A half-century later, it is hard to fathom the mentality, in not only the cultural establishment but also much of the left, that found such tactics acceptable. In view of Bernstein’s own sexuality, he must have paid a psychic toll for the edge he got as an apparently respectable family man.

“Radical chic”

These then unknown episodes did not undermine Bernstein’s progressive credentials in the 1960s, when he emerged as a supporter of civil rights and an opponent of the Vietnam War. This time he remained true to his convictions throughout the 1970s and ‘80s, continuing to be a reliable backer of liberal causes.

Seldes shows, however, that lacking the compass of the CP line, Bernstein often doubted whether he was doing the right things. In a world “on the verge of collapse,” he told an interviewer in 1967, he no longer had “any really deep convictions,” felt that he knew “absolutely nothing,” and could not feel that he was “part of anything real.” (108-9) His optimism of the 1940s was increasingly giving way to despair.

Wanting to be loved, he was ill suited to a society and a left that were increasingly being torn apart. Seldes suggests that Bernstein’s major, late compositions, like Kaddish and Mass, while well meaning and ambitious, suffered from his uncertainties.

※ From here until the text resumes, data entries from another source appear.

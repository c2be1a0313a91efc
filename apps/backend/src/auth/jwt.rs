use std::time::{SystemTime, UNIX_EPOCH};

use jsonwebtoken::{decode, encode, DecodingKey, EncodingKey, Header, Validation};
use serde::{Deserialize, Serialize};
use tracing::debug;

use crate::state::security_config::SecurityConfig;
use crate::AppError;

/// Identity payload carried inside every access token.
#[derive(Debug, Serialize, Deserialize, Clone, PartialEq, Eq)]
pub struct Identity {
    /// Store identifier of the user document
    pub id: String,
    pub username: String,
}

/// Claims included in our backend-issued access tokens.
#[derive(Debug, Serialize, Deserialize, Clone, PartialEq, Eq)]
pub struct Claims {
    pub id: String,
    pub username: String,
    /// Issued-at (seconds since epoch)
    pub iat: i64,
    /// Expiry (seconds since epoch)
    pub exp: i64,
}

impl Claims {
    pub fn identity(&self) -> Identity {
        Identity {
            id: self.id.clone(),
            username: self.username.clone(),
        }
    }
}

fn unix_seconds(at: SystemTime) -> Result<i64, AppError> {
    at.duration_since(UNIX_EPOCH)
        .map(|d| d.as_secs() as i64)
        .map_err(|_| AppError::internal("Failed to get current time"))
}

/// Mint a HS256 JWT access token that expires `security.token_ttl`
/// (seven days) after `now`.
pub fn mint_access_token(
    identity: &Identity,
    now: SystemTime,
    security: &SecurityConfig,
) -> Result<String, AppError> {
    if identity.id.is_empty() {
        return Err(AppError::internal("Cannot mint a token without an id"));
    }

    let iat = unix_seconds(now)?;
    let exp = iat + security.token_ttl.as_secs() as i64;

    let claims = Claims {
        id: identity.id.clone(),
        username: identity.username.clone(),
        iat,
        exp,
    };

    encode(
        &Header::new(security.algorithm),
        &claims,
        &EncodingKey::from_secret(&security.jwt_secret),
    )
    .map_err(|e| AppError::internal(format!("Failed to encode JWT: {e}")))
}

/// Verify a JWT and return its claims.
///
/// Every failure (malformed, tampered, wrong algorithm, expired) yields the
/// same `AppError::Unauthorized`; the reason is only logged.
pub fn verify_access_token(token: &str, security: &SecurityConfig) -> Result<Claims, AppError> {
    let mut validation = Validation::new(security.algorithm);
    validation.validate_exp = true;
    validation.leeway = 0;

    let claims = decode::<Claims>(
        token,
        &DecodingKey::from_secret(&security.jwt_secret),
        &validation,
    )
    .map(|data| data.claims)
    .map_err(|e| {
        debug!(reason = ?e.kind(), "token_rejected");
        AppError::unauthorized()
    })?;

    // jsonwebtoken still accepts a token in the very second it expires.
    if claims.exp <= unix_seconds(SystemTime::now())? {
        debug!(reason = "expired", "token_rejected");
        return Err(AppError::unauthorized());
    }

    Ok(claims)
}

Tom Wolfe’s notorious 1970 article charging Bernstein with “radical chic” for hosting a fundraiser for the Black Panthers failed to note that when Bernstein said “I dig” in response to Donald Cox’s advocacy of putting “the means of production … in the hands of the people” — a sentiment that every socialist can endorse — he was in fact hovering ambiguously between a forthright “I agree” and a mere “I understand.” (115)

He fell prey to agonized speculation: If only Jack Kennedy had lived, surely he would have wanted to get the United States out of Vietnam. (109) Surely the Israeli settlements on Palestinian land were “perilous” for its “democratic character.” (157)

Much of Bernstein’s work bears abiding witness that inspiring music can also be popular and socially engaged. His tragedy was that after he largely lost his moorings in the 1950s, he never fully regained them.